# Mites/Lice on a mouse?



## Guest (Sep 4, 2012)

..................................


----------



## AnnB (Nov 6, 2011)

It sounds like the same sort of mites one of my mice had when he wasn't well with a respiratory infection. The mites often seem to take hold when a mouse isn't feeling 100%. You can treat the mites with "Xeno 50-mini" spot-on which you can usually get over the counter at your vets (or you can buy a whole box of pipettes online). Keep an eye on the general condition of the mouse though in case there is anything else wrong.


----------



## Teesside Hamsters (Aug 31, 2012)

While I have no experience with mice I do know that it is perfectly possible to get mites/lice on hamsters sadly, these parasites can be present in wood shavings and hay for example so do sometimes appear on rodents. 
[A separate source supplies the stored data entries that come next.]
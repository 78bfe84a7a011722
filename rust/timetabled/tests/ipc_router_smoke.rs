mod test_support;

use serde_json::json;
use std::io::{BufRead, Write};
use test_support::{request, request_err_code, request_ok, spawn_sidecar, temp_dir};

#[test]
fn router_dispatch_smoke_covers_handler_families() {
    let workspace = temp_dir("timetable-router-smoke");
    let bundle_out = workspace.join("smoke-backup.zip");
    let (_child, mut stdin, mut reader) = spawn_sidecar();

    let health = request_ok(&mut stdin, &mut reader, "1", "health", json!({}));
    assert!(health.get("version").and_then(|v| v.as_str()).is_some());
    assert!(health.get("workspacePath").map(|v| v.is_null()).unwrap_or(false));

    let _ = request_ok(
        &mut stdin,
        &mut reader,
        "2",
        "workspace.select",
        json!({ "path": workspace.to_string_lossy() }),
    );
    let _ = request_ok(
        &mut stdin,
        &mut reader,
        "3",
        "branches.upsert",
        json!({ "id": "b1", "name": "Main campus" }),
    );
    let _ = request_ok(&mut stdin, &mut reader, "4", "branches.list", json!({}));
    let _ = request_ok(
        &mut stdin,
        &mut reader,
        "5",
        "schedule.import",
        json!({ "payload": { "schedule": { "Monday": [
            { "id": "m1", "startTime": "09:00", "endTime": "10:00", "subject": "Math", "branchId": "b1" }
        ] } } }),
    );
    let _ = request_ok(&mut stdin, &mut reader, "6", "schedule.events.list", json!({}));
    let _ = request_ok(&mut stdin, &mut reader, "7", "schedule.layout", json!({}));
    let _ = request_ok(
        &mut stdin,
        &mut reader,
        "8",
        "schedule.color",
        json!({ "subject": "Math" }),
    );
    let _ = request_ok(&mut stdin, &mut reader, "9", "schedule.settings.get", json!({}));
    let _ = request_ok(
        &mut stdin,
        &mut reader,
        "10",
        "schedule.settings.update",
        json!({ "patch": { "pixelsPerMinute": 1.5 } }),
    );
    let _ = request_ok(
        &mut stdin,
        &mut reader,
        "11",
        "workspace.backup.export",
        json!({ "outPath": bundle_out.to_string_lossy() }),
    );
    assert!(bundle_out.is_file());

    let code = request_err_code(&mut stdin, &mut reader, "12", "grades.list", json!({}));
    assert_eq!(code, "not_implemented");
}

#[test]
fn unparseable_line_gets_bad_json_and_loop_continues() {
    let (_child, mut stdin, mut reader) = spawn_sidecar();

    writeln!(stdin, "{{ this is not json").expect("write");
    stdin.flush().expect("flush");
    let mut line = String::new();
    reader.read_line(&mut line).expect("read");
    let value: serde_json::Value = serde_json::from_str(line.trim()).expect("json");
    assert_eq!(value["ok"], json!(false));
    assert_eq!(value["error"]["code"], json!("bad_json"));

    let health = request(&mut stdin, &mut reader, "after", "health", json!({}));
    assert_eq!(health["ok"], json!(true));
}

#[test]
fn workspace_methods_require_a_workspace() {
    let (_child, mut stdin, mut reader) = spawn_sidecar();

    for (i, method) in [
        "schedule.import",
        "schedule.events.create",
        "schedule.events.update",
        "schedule.events.delete",
        "schedule.settings.update",
        "branches.upsert",
        "workspace.backup.export",
    ]
    .iter()
    .enumerate()
    {
        let code = request_err_code(&mut stdin, &mut reader, &format!("w{}", i), method, json!({}));
        assert_eq!(code, "no_workspace", "{}", method);
    }

    // Read-only views fall back to empty results or defaults.
    let branches = request_ok(&mut stdin, &mut reader, "r1", "branches.list", json!({}));
    assert_eq!(branches["branches"], json!([]));
    let settings = request_ok(&mut stdin, &mut reader, "r2", "schedule.settings.get", json!({}));
    assert_eq!(settings["pixelsPerMinute"], json!(1.0));
    let code = request_err_code(&mut stdin, &mut reader, "r3", "schedule.layout", json!({}));
    assert_eq!(code, "no_workspace");
}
Xeno mini as mentioned above is great, your vet will be able to give you some or you can get it online. If you are unsure of what the problem is though seeing a vet is a must  

Good luck!


----------



## Guest (Sep 4, 2012)

..............................


----------



## Guest (Sep 4, 2012)

.............................


----------



## Teesside Hamsters (Aug 31, 2012)

If you mouse has mites, I would let the breeder know just in case :-D The breeder should appreciate your effort to tell them this and should not be offended, you can explain that you dont know exactly where the parasite came from and it could be your bedding but thought youd let him know just in case. 

If they have had no direct contact with the male id hold off treating them, but if you suspect they have mites treat them. 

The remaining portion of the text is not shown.